На кухне у Татьяны все кипело. Она варила борщ. О! Ее борщ! Не нашлось еще человека, который бы его не похвалил! А Татьяна решила добиться от хозяев похвалы во что бы то ни стало. Надо же знать, угодила она им или нет? Соскучились небось по домашнему? А вот вам наваристый борщ! Да со сметанкой! Попробуйте вы после этого промолчать!
Татьяна вся была в мыле. Она металась по кухне, как фурия, мешала, строгала, обжаривала. Одновременно с этим драила плиту, на которой тут же вновь появлялись масляные брызги, и она опять с остервенением хваталась за тряпку. Татьяна даже не обращала внимания на видеокамеру, которая фиксировала каждое ее движение. Потому что не понимала назначение этого предмета. То есть она знала о нем. В бесчисленных современных детективах видеокамера была таким же расхожим предметом, как пистолет с глушителем. В нужный момент всплывала какая-нибудь видеозапись, и сыщик, о чудо, находил преступника!
Но Татьяна никогда не думала, что это может случиться с ней. В ее простой жизни не было места слежке, погоне, вообще криминалу. Не считая украденного в метро кошелька, и то она тогда не пошла в милицию. Обливаясь слезами, вечером все так же мешала ложкой борщ и ловко переворачивала котлеты. Она была идеальной жертвой, хотя не понимала этого. Счастье, что ее обокрали всего один раз. Но, видимо, преступники понимали, что здесь особо не поживишься.
В это время Анатолий Брагин очнулся в своей комнате. Голова была тяжелой, он не сразу вспомнил, что с ним случилось. А, вспомнив, завыл:
– А-а-а…
Сволочь Копылов втравил его в это!
– А-а-а!!!
В замке повернулся ключ, на пороге, как тень, возникла Магдалена Карловна. Ходила она бесшумно, была бледна, словно покойница, да и эмоций проявляла не больше, чем мертвец. От одного ее вида у Брагина кровь в жилах стыла.
– Палачи! – с ненавистью сказал он.
– У вас богатая фантазия, Анатолий Борисович.
Он глянул на свои руки и увидел только след от укола. А ведь палач Ройзен брался за клещи.

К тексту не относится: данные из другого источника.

//! Status text for the 16x2 character display
//!
//! Every line is padded to the display width so a redraw overwrites the
//! previous text completely.

use crate::consts::LCD_COLS;
use crate::sim::{GamePhase, GameState};

/// Two display lines
#[derive(Debug, Clone, PartialEq, Eq)]
pub struct StatusLines {
    pub top: String,
    pub bottom: String,
}

impl StatusLines {
    pub fn new(top: &str, bottom: &str) -> Self {
        Self {
            top: fit(top),
            bottom: fit(bottom),
        }
    }
}

/// Pad or cut to exactly `LCD_COLS` characters
fn fit(text: &str) -> String {
    format!("{:<width$.width$}", text, width = LCD_COLS)
}

/// Title card shown while the game is being selected
pub fn intro() -> StatusLines {
    StatusLines::new("BRICK", "BREAKER")
}

/// Lines for the current session
pub fn status_lines(state: &GameState) -> StatusLines {
    let score = format!("Score: {}", state.score());
    match state.phase {
        GamePhase::Waiting => StatusLines::new(&score, "Press Jump/Start"),
        GamePhase::Playing => StatusLines::new(&score, "Running..."),
        GamePhase::GameOver => StatusLines::new("GAME OVER!", "Btn to Restart"),
        GamePhase::Victory => StatusLines::new("YOU WIN!", ""),
    }
}

/// Anything that can show the status lines
pub trait TextDisplay {
    fn show(&mut self, lines: &StatusLines);
}
//! Paddle driven by the analog knob
//!
//! The knob is mounted mirrored, so a low reading puts the paddle on the
//! right edge of the matrix.

use serde::{Deserialize, Serialize};

use crate::consts::{ANALOG_MAX, PADDLE_MAX_X, PADDLE_WIDTH};

/// The player's paddle on the bottom row
#[derive(Debug, Clone, Copy, PartialEq, Eq, Serialize, Deserialize)]
pub struct Paddle {
    /// Leftmost column covered
    pub x: usize,
}

impl Default for Paddle {
    fn default() -> Self {
        Self { x: PADDLE_MAX_X / 2 }
    }
}

impl Paddle {
    /// Position the paddle from a raw analog sample with a 0..=1023 range
    pub fn update(&mut self, raw: i32) {
        self.update_scaled(raw, ANALOG_MAX);
    }

    /// Position the paddle from a raw sample with a `0..=analog_max` range.
    ///
    /// Integer mapping truncates toward zero, then the column is clamped, so
    /// any reading (including negative or over-range) lands on the matrix.
    pub fn update_scaled(&mut self, raw: i32, analog_max: i32) {
        let max_x = PADDLE_MAX_X as i64;
        let in_max = i64::from(analog_max.max(1));
        // map(raw, 0, in_max, max_x, 0)
        let mapped = (i64::from(raw) * -max_x) / in_max + max_x;
        self.x = mapped.clamp(0, max_x) as usize;
    }

    /// Columns covered, `x..x + PADDLE_WIDTH`
    #[inline]
    pub fn span(&self) -> std::ops::Range<usize> {
        self.x..self.x + PADDLE_WIDTH
    }

    #[inline]
    pub fn covers(&self, col: usize) -> bool {
        self.span().contains(&col)
    }

    #[inline]
    pub fn is_left_edge(&self, col: usize) -> bool {
        col == self.x
    }

    #[inline]
    pub fn is_right_edge(&self, col: usize) -> bool {
        col == self.x + PADDLE_WIDTH - 1
    }
}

– Научились! – с удвоенной ненавистью сказал он.
– Чему?
– Скрывать следы пыток!
– Вы, Брагин, обедать будете?
– Нет!
– Голодовку объявили?
– Вы мне в еду что-нибудь подсыплете!
– Поздравляю: у вас начинается паранойя, – с усмешкой сказала Магдалена Карловна.
– Сволочь!
– Успокойтесь, Брагин. Будете вести себя благоразумно, выпустим вас к людям.

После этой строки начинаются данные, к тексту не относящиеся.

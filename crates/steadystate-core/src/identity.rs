//! Composite identity tokens
//!
//! A resource's durable handle is a single string: its key parts joined with
//! a separator that is fixed per resource kind. The host persists nothing
//! else between invocations, so every lifecycle entry point decodes the
//! token here before touching the remote system.

use crate::error::{CoreError, Result};

/// Encoding rules for one resource kind's identity token
#[derive(Debug, Clone, Copy, PartialEq, Eq)]
pub struct IdentityCodec {
    separator: &'static str,
    labels: &'static [&'static str],
}

impl IdentityCodec {
    /// `labels` names each key part in order (used in error messages)
    pub const fn new(separator: &'static str, labels: &'static [&'static str]) -> Self {
        Self { separator, labels }
    }

    pub fn separator(&self) -> &'static str {
        self.separator
    }

    pub fn part_count(&self) -> usize {
        self.labels.len()
    }

    pub fn labels(&self) -> &'static [&'static str] {
        self.labels
    }

    /// Human readable format, e.g. `instanceID,origin`
    pub fn format(&self) -> String {
        self.labels.join(self.separator)
    }

    /// Join key parts into a token.
    ///
    /// Parts are assumed to be non-empty and free of the separator (except
    /// the last one); violating that is a caller bug, not user input.
    pub fn encode<S: AsRef<str>>(&self, parts: &[S]) -> String {
        debug_assert_eq!(parts.len(), self.part_count());
        debug_assert!(parts.iter().all(|p| !p.as_ref().is_empty()));

        parts
            .iter()
            .map(AsRef::as_ref)
            .collect::<Vec<_>>()
            .join(self.separator)
    }

    /// Split a token into exactly `part_count` non-empty parts.
    ///
    /// The split is bounded, so the last part may itself contain the
    /// separator. Anything else is `MalformedIdentity`.
    pub fn decode(&self, token: &str) -> Result<Vec<String>> {
        let parts: Vec<String> = token
            .splitn(self.part_count(), self.separator)
            .map(str::to_string)
            .collect();

        if parts.len() != self.part_count() || parts.iter().any(String::is_empty) {
            return Err(CoreError::MalformedIdentity {
                token: token.to_string(),
                expected: self.format(),
            });
        }

        Ok(parts)
    }
}

#[cfg(test)]
mod tests {
    use super::*;

    const ORIGIN: IdentityCodec = IdentityCodec::new(",", &["instanceID", "origin"]);
    const FLOW: IdentityCodec =
        IdentityCodec::new(":", &["instanceID", "phoneNumberID", "contactFlowID"]);

    #[test]
    fn test_encode_decode_round_trip() {
        let token = ORIGIN.encode(&["inst-1", "origin-A"]);
        assert_eq!(token, "inst-1,origin-A");
        assert_eq!(ORIGIN.decode(&token).unwrap(), vec!["inst-1", "origin-A"]);

        let token = FLOW.encode(&["inst-1", "phone-1", "flow-1"]);
        assert_eq!(token, "inst-1:phone-1:flow-1");
        assert_eq!(
            FLOW.decode(&token).unwrap(),
            vec!["inst-1", "phone-1", "flow-1"]
        );
    }

    #[test]
    fn test_last_part_may_contain_separator() {
        let parts = ORIGIN.decode("inst-1,https://a.example.com,b").unwrap();
        assert_eq!(parts, vec!["inst-1", "https://a.example.com,b"]);

        let parts = FLOW.decode("inst-1:phone-1:arn:aws:flow/1").unwrap();
        assert_eq!(parts[2], "arn:aws:flow/1");
    }

    #[test]
    fn test_decode_rejects_wrong_part_count() {
        for token in ["inst-1", "", "inst-1:phone-1"] {
            let err = if token.contains(':') {
                FLOW.decode(token).unwrap_err()
            } else {
                ORIGIN.decode(token).unwrap_err()
            };
            assert!(matches!(err, CoreError::MalformedIdentity { .. }), "{token}");
        }
    }

    #[test]
    fn test_decode_rejects_empty_parts() {
        for token in [",origin-A", "inst-1,", ","] {
            let err = ORIGIN.decode(token).unwrap_err();
            assert!(matches!(err, CoreError::MalformedIdentity { .. }), "{token}");
        }
        assert!(FLOW.decode("inst-1::flow-1").is_err());
    }

    #[test]
    fn test_error_names_expected_format() {
        let err = FLOW.decode("inst-1").unwrap_err();
        assert_eq!(
            err.to_string(),
            "unexpected format of ID (inst-1), expected instanceID:phoneNumberID:contactFlowID"
        );
    }
}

– Хотите сказать, что отпустите меня? Ха-ха! Так я вам и поверил! Я знаю, кто меня сюда упрятал! Женушка моя обожаемая! Бывшая! Ни шиша с меня не получила! Вот и взбесилась! Что ни метра от моей квартиры не оттяпала! И дочка! Катька-стерва ее науськала! А я, дурак, дочуру прописал! И щенка ее! Вот идиот! – и он грязно выругался.

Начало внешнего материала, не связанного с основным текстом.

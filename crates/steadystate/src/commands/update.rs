use super::tracked;
use crate::host::{self, Host};
use colored::Colorize;

pub async fn handle(host: &Host, name: &str, attrs: &str) -> anyhow::Result<()> {
    let changes = host::parse_attrs(attrs)?;

    let lock = host.state.acquire_lock().await?;
    let mut state = host.state.load().await?;
    let (record, kind) = tracked(&state, name)?;
    let mut data = record.to_data();
    data.merge(changes);

    println!("{}", format!("Updating {} {}...", kind, name).blue());
    let result = kind
        .update(&host.config.engine, &host.context(), &host.api, &mut data)
        .await;

    match result {
        Ok(summary) => {
            host.commit(&mut state, name, &data).await?;
            lock.release().await?;

            if summary.add + summary.replace + summary.remove == 0 {
                println!("{} {} is up to date", "✓".green(), name.cyan());
            } else {
                println!("{} {}: {}", "✓ Updated".green(), name.cyan(), summary);
            }
            host::print_attributes(&data);
            Ok(())
        }
        Err(diagnostics) => {
            // The merged attributes were not applied; state keeps the last
            // committed view
            host.save_sandbox().await?;
            lock.release().await?;
            host::print_last_observed(&diagnostics, &data);
            Err(host::failed("update", name, &diagnostics))
        }
    }
}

– Стыдитесь, Брагин! – покачала головой Магдалена Карловна. – Вы же интеллигентный человек! Голубая кровь, говорят, в ваших жилах течет. А материтесь, как сапожник. И ведете себя, простите, как хам.
– А ты меня не учи! – взбесился Брагин. – Когда надо, я вам, бабам, полный миль пардон могу устроить! Потому и липнете ко мне! Но ты – палачка! Недостойна!